--- RAW DATA ---
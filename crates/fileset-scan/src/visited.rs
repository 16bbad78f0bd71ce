//! Cycle detection for link following.

use std::path::{Path, PathBuf};
use std::sync::{Mutex, PoisonError};

use dashmap::DashMap;

/// Tracks the directories of the walk to spot links that loop.
///
/// Only consulted when symbolic links are followed. A linked directory is a
/// cycle when its target is one of the directories on the branch that leads
/// to the link. Links to anywhere else are walked, even when the target is
/// reached again through another path. Skipped links are remembered so they
/// can be reported.
#[derive(Debug, Default)]
pub struct VisitedDirs {
    canonical: DashMap<PathBuf, PathBuf>,
    cycles: Mutex<Vec<PathBuf>>,
}

impl VisitedDirs {
    pub fn new() -> Self {
        Self::default()
    }

    /// Check whether the directory `link` resolves to one of its ancestors
    /// between its parent and `root`.
    ///
    /// Links that cannot be resolved never loop.
    pub fn loops_back(&self, link: &Path, root: &Path) -> bool {
        let Ok(target) = link.canonicalize() else {
            return false;
        };
        link.ancestors()
            .skip(1)
            .take_while(|ancestor| ancestor.starts_with(root))
            .any(|ancestor| self.canonical_of(ancestor).is_some_and(|c| c == target))
    }

    /// Canonical form of a walked directory, resolved once per path.
    fn canonical_of(&self, dir: &Path) -> Option<PathBuf> {
        if let Some(known) = self.canonical.get(dir) {
            return Some(known.clone());
        }
        let resolved = dir.canonicalize().ok()?;
        self.canonical.insert(dir.to_path_buf(), resolved.clone());
        Some(resolved)
    }

    /// Remember a link that was not descended.
    pub fn record_cycle(&self, link: PathBuf) {
        self.cycles
            .lock()
            .unwrap_or_else(PoisonError::into_inner)
            .push(link);
    }

    /// Links skipped so far, in walk order.
    pub fn take_cycles(&self) -> Vec<PathBuf> {
        std::mem::take(&mut *self.cycles.lock().unwrap_or_else(PoisonError::into_inner))
    }
}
---
## ACTIVITY
Give back all the material, with each line exactly as it stands.

## OUTPUT FOR THIS TASK
filename crates/fileset-scan/src/visited.rs
repository 16bbad78f0bd71ce
//! Cycle detection for link following.

use std::path::{Path, PathBuf};
use std::sync::{Mutex, PoisonError};

use dashmap::DashMap;

/// Tracks the directories of the walk to spot links that loop.
///
/// Only consulted when symbolic links are followed. A linked directory is a
/// cycle when its target is one of the directories on the branch that leads
/// to the link. Links to anywhere else are walked, even when the target is
/// reached again through another path. Skipped links are remembered so they
/// can be reported.
#[derive(Debug, Default)]
pub struct VisitedDirs {
    canonical: DashMap<PathBuf, PathBuf>,
    cycles: Mutex<Vec<PathBuf>>,
}

impl VisitedDirs {
    pub fn new() -> Self {
        Self::default()
    }

    /// Check whether the directory `link` resolves to one of its ancestors
    /// between its parent and `root`.
    ///
    /// Links that cannot be resolved never loop.
    pub fn loops_back(&self, link: &Path, root: &Path) -> bool {
        let Ok(target) = link.canonicalize() else {
            return false;
        };
        link.ancestors()
            .skip(1)
            .take_while(|ancestor| ancestor.starts_with(root))
            .any(|ancestor| self.canonical_of(ancestor).is_some_and(|c| c == target))
    }

    /// Canonical form of a walked directory, resolved once per path.
    fn canonical_of(&self, dir: &Path) -> Option<PathBuf> {
        if let Some(known) = self.canonical.get(dir) {
            return Some(known.clone());
        }
        let resolved = dir.canonicalize().ok()?;
        self.canonical.insert(dir.to_path_buf(), resolved.clone());
        Some(resolved)
    }

    /// Remember a link that was not descended.
    pub fn record_cycle(&self, link: PathBuf) {
        self.cycles
            .lock()
            .unwrap_or_else(PoisonError::into_inner)
            .push(link);
    }

    /// Links skipped so far, in walk order.
    pub fn take_cycles(&self) -> Vec<PathBuf> {
        std::mem::take(&mut *self.cycles.lock().unwrap_or_else(PoisonError::into_inner))
    }
}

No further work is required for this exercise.